The report by the Southeast Asian human rights group documented evidence that authorities prepared for a crackdown on the minority group living mostly in the country’s western Rakhine state before a radical Rohingya group attacked Myanmar security force posts in late August 2017. That attack was followed by what the United Nations and U.S. officials say is an ethnic cleansing campaign by the Myanmar government that has led about 700,000 Rohingya to flee to Bangladesh under harrowing and violent conditions.
The report, based on extensive interviews, said that the Myanmar army began confiscating knives and other items that could be used as weapons or for self-defence after a group of Rohingya attacked police outposts in October 2016. That prompted army-led attacks on dozens of villages that forced more than 94,000 people from their homes, it said.

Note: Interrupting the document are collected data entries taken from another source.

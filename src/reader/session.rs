//! Reader sessions: one navigation state, outline, viewer, and code runner
//! per browser session, mutated only through [`ReaderAction`]s.
//!
//! Transitions run to completion under the session's async mutex. Store
//! fetches and engine runs happen outside it and re-enter through the
//! ticket-checked `complete`/`drive` paths.

use std::collections::HashMap;
use std::sync::{Arc, Mutex, MutexGuard, PoisonError};
use std::time::{Duration, Instant};

use serde::{Deserialize, Serialize};
use tokio::sync::broadcast;
use tokio::task::JoinHandle;
use tokio::time::MissedTickBehavior;
use uuid::Uuid;

use super::engine::{EngineCell, EngineStatus};
use super::identity::{AuthState, resolve_identity};
use super::library::{LibraryTree, NodeId, OutlineNode};
use super::models::{ChapterRef, LibraryBook, Role, UserIdentity};
use super::navigation::{ContentWidth, NavigationSnapshot, NavigationState, Theme};
use super::render::{self, PageView};
use super::runner::{CodeRunState, CodeRunner};
use super::store::ContentStore;
use super::viewer::{ContentViewer, PendingFetch, ViewerFrame};
use crate::errors::ReaderError;

pub type SharedSession = Arc<tokio::sync::Mutex<ReaderSession>>;

/// Named operations on a session.
#[derive(Debug, Clone, PartialEq, Serialize, Deserialize)]
#[serde(tag = "action", rename_all = "snake_case")]
pub enum ReaderAction {
    ToggleLeftPanel,
    ToggleRightPanel,
    ToggleTheme,
    SetTheme { theme: Theme },
    SelectChapter { chapter_id: i64 },
    ClickNode { node: NodeId },
    ToggleAuthoring,
    ReloadLibrary,
    SetSource { source: String },
    Run { source: Option<String> },
    ClearOutput,
}
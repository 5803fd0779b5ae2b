//! Configuration view and validation commands (`pagewise config`).

use std::path::Path;

use anyhow::{Context, Result};
use pagewise::config::{CONFIG_DIR, PagewiseConfig};

use super::super::ConfigCommands;

pub fn cmd_config(
    project_dir: &Path,
    effective: &PagewiseConfig,
    command: Option<ConfigCommands>,
) -> Result<()> {
    let config_path = PagewiseConfig::path_in(project_dir);

    match command {
        None | Some(ConfigCommands::Show) => {
            println!();
            println!("Pagewise Configuration");
            println!("======================");
            println!();

            if config_path.exists() {
                println!("Config file: {}", config_path.display());
            } else {
                println!("No pagewise.toml found at {}", config_path.display());
                println!("Using default configuration.");
            }
            println!();
            println!("Effective values (with env overrides):");
            println!();
            let rendered =
                toml::to_string_pretty(effective).context("Failed to render configuration")?;
            for line in rendered.lines() {
                println!("  {}", line);
            }
            println!();
            println!("Database: {}", effective.db_path(project_dir).display());
            println!();
        }
        Some(ConfigCommands::Validate) => {
            println!();
            println!("Validating configuration...");
            println!();

            if !config_path.exists() {
                println!("No pagewise.toml found. Using defaults (valid).");
                return Ok(());
            }

            let config = PagewiseConfig::load(&config_path)?;
            let warnings = config.validate();

            if warnings.is_empty() {
                println!("Configuration is valid.");
            } else {
                println!("Configuration warnings:");
                for warning in warnings {
                    println!("  - {}", warning);
                }
            }
            println!();
        }
        Some(ConfigCommands::Init) => {
            if config_path.exists() {
                println!("pagewise.toml already exists at {}", config_path.display());
                println!("Delete it first if you want to recreate it.");
                return Ok(());
            }

            PagewiseConfig::default().save(&config_path)?;

            println!("Created pagewise.toml at {}", config_path.display());
            println!();
            println!("You can now customize:");
            println!("  - [server] host, port, db_path, dev_mode");
            println!("  - [identity] headers forwarded by your identity proxy");
            println!("  - [sandbox] enabled, interpreter");
            println!("  - [logging] level, format, file");
            println!();
            println!("Files live under {}/", CONFIG_DIR);
        }
    }

    Ok(())
}
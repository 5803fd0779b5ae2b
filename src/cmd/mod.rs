//! CLI command implementations.
//!
//! Each submodule owns one or more related `Commands` variants:
//!
//! | Module    | Commands handled     |
//! |-----------|----------------------|
//! | `init`    | `Init`               |
//! | `serve`   | `Serve`              |
//! | `library` | `Library`            |
//! | `author`  | `Author`             |
//! | `admin`   | `Admin`              |
//! | `config`  | `Config`             |

pub mod admin;
pub mod author;
pub mod config;
pub mod init;
pub mod library;
pub mod serve;

pub use admin::cmd_admin;
pub use author::cmd_author;
pub use config::cmd_config;
pub use init::cmd_init;
pub use library::cmd_library;
pub use serve::cmd_serve;

use std::path::Path;

use anyhow::{Context, Result};
use pagewise::config::PagewiseConfig;
use pagewise::reader::db::{DbHandle, LibraryDb};

/// Open the library database named by the configuration.
pub(crate) fn open_store(project_dir: &Path, config: &PagewiseConfig) -> Result<DbHandle> {
    let db_path = config.db_path(project_dir);
    if let Some(parent) = db_path.parent() {
        std::fs::create_dir_all(parent).context("Failed to create database directory")?;
    }
    let db = LibraryDb::new(&db_path)
        .with_context(|| format!("Failed to open library database at {}", db_path.display()))?;
    Ok(DbHandle::new(db))
}
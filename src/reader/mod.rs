//! Pagewise reader: the library store, reader sessions, and the web front end.
//!
//! ## Overview
//!
//! Books and chapters live in SQLite. Each browser tab gets a reader
//! session holding its own navigation state, library outline, content
//! viewer, and code runner. Actions posted by the page are dispatched
//! against the session; the resulting state is broadcast over a WebSocket.
//!
//! ## Module Map
//!
//! ```text
//! ┌──────────┐   HTTP   ┌──────────────────────────────────────────────────┐
//! │ Browser  │ ───────> │  server.rs  (axum Router, build_state)           │
//! │  (page)  │ <─────── │    └─ api.rs  (route handlers, AppState)         │
//! └──────────┘ WebSocket│         │                                        │
//!                       │         │ session::dispatch(action)              │
//!                       │         v                                        │
//!                       │  session.rs  (ReaderSession, SessionRegistry)    │
//!                       │    ├─ navigation.rs  (panels, theme, selection)  │
//!                       │    ├─ library.rs     (outline tree)              │
//!                       │    ├─ viewer.rs      (stale-safe content fetch)  │
//!                       │    └─ runner.rs      (code runner, run tickets)  │
//!                       │              │                                   │
//!                       │              v                                   │
//!                       │  engine.rs  (EngineCell, PythonEngine)           │
//!                       └──────────────────────────────────────────────────┘
//! ```
//!
//! ## Supporting Modules
//!
//! | Module      | Responsibility                                            |
//! |-------------|-----------------------------------------------------------|
//! | `models`    | Shared types: `Book`, `Chapter`, `LibraryBook`, `Role`    |
//! | `db`        | SQLite access via `DbHandle` (thin `Arc<Mutex<_>>`)       |
//! | `store`     | `ContentStore` trait, implemented by `DbHandle`           |
//! | `identity`  | `IdentityProvider` trait, header identity, role lookup    |
//! | `authoring` | Admin-only book/chapter management flow                   |
//! | `render`    | Server-rendered page and placeholders                     |
//! | `ws`        | `WsMessage` enum + `broadcast_message()` helper           |
//!
//! ## Typical Request Flow (select a chapter)
//!
//! 1. `POST /api/sessions/{sid}/actions` with `{"action":"select_chapter"}`
//! 2. The session records the selection and the viewer takes a new
//!    generation ticket, showing inline content or a loading frame.
//! 3. Without inline content, the chapter is fetched from the store with the
//!    session lock released. The result is applied only if its ticket is
//!    still current.
//! 4. The handler broadcasts `NavigationChanged` and `ViewerUpdated`.

pub mod api;
pub mod authoring;
pub mod db;
pub mod engine;
pub mod identity;
pub mod library;
pub mod models;
pub mod navigation;
pub mod render;
pub mod runner;
pub mod server;
pub mod session;
pub mod store;
pub mod viewer;
pub mod ws;
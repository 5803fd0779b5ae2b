//! Project setup command (`pagewise init`).

use std::path::Path;

use anyhow::{Context, Result};
use pagewise::config::{CONFIG_DIR, PagewiseConfig};

pub fn cmd_init(project_dir: &Path) -> Result<()> {
    let pagewise_dir = project_dir.join(CONFIG_DIR);
    std::fs::create_dir_all(&pagewise_dir)
        .with_context(|| format!("Failed to create {}", pagewise_dir.display()))?;

    let config_path = PagewiseConfig::path_in(project_dir);
    let config = if config_path.exists() {
        println!("Keeping existing {}", config_path.display());
        PagewiseConfig::load(&config_path)?
    } else {
        let config = PagewiseConfig::default();
        config.save(&config_path)?;
        println!("Created {}", config_path.display());
        config
    };

    let db_path = config.db_path(project_dir);
    super::open_store(project_dir, &config)?;
    println!("Library database ready at {}", db_path.display());
    println!();
    println!("Initialized pagewise project in {}", project_dir.display());
    println!();
    println!("Next steps:");
    println!("  pagewise admin grant <uid>   give a user authoring rights");
    println!("  pagewise author --as <uid>   add books and chapters");
    println!("  pagewise serve               start reading");
    Ok(())
}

The army also tore down or forced villagers to tear down fencing around their homes. It also trained and provided weapons to non-Rohingya living in Rakhine, suspended aid supplies and access by humanitarian groups to impoverished Rohingya communities, the report says. “Taken together, these measures demonstrate a level of preparation not previously documented with respect to the Myanmar army-ed `clearance operations,”’ it said.
The report said the civilians who participated in attacks on the Rohingya were not vigilantes but were trained by the army, though they killed many unarmed Muslim men, women and children. “There are reasonable grounds to believe that the crimes perpetrated in all three townships of northern Rakhine state constitute genocide and crimes against humanity,” it said.
The report says top military and police officials should be held responsible. The Myanmar military did not immediately comment on the report. It has denied committing atrocities and blames the violence on Rohingya insurgents.
The Rohingya face official and social discrimination in predominantly Buddhist Myanmar, which denies most of them citizenship and basic rights because they are looked on as immigrants from Bangladesh, even though many settled in Myanmar generations ago.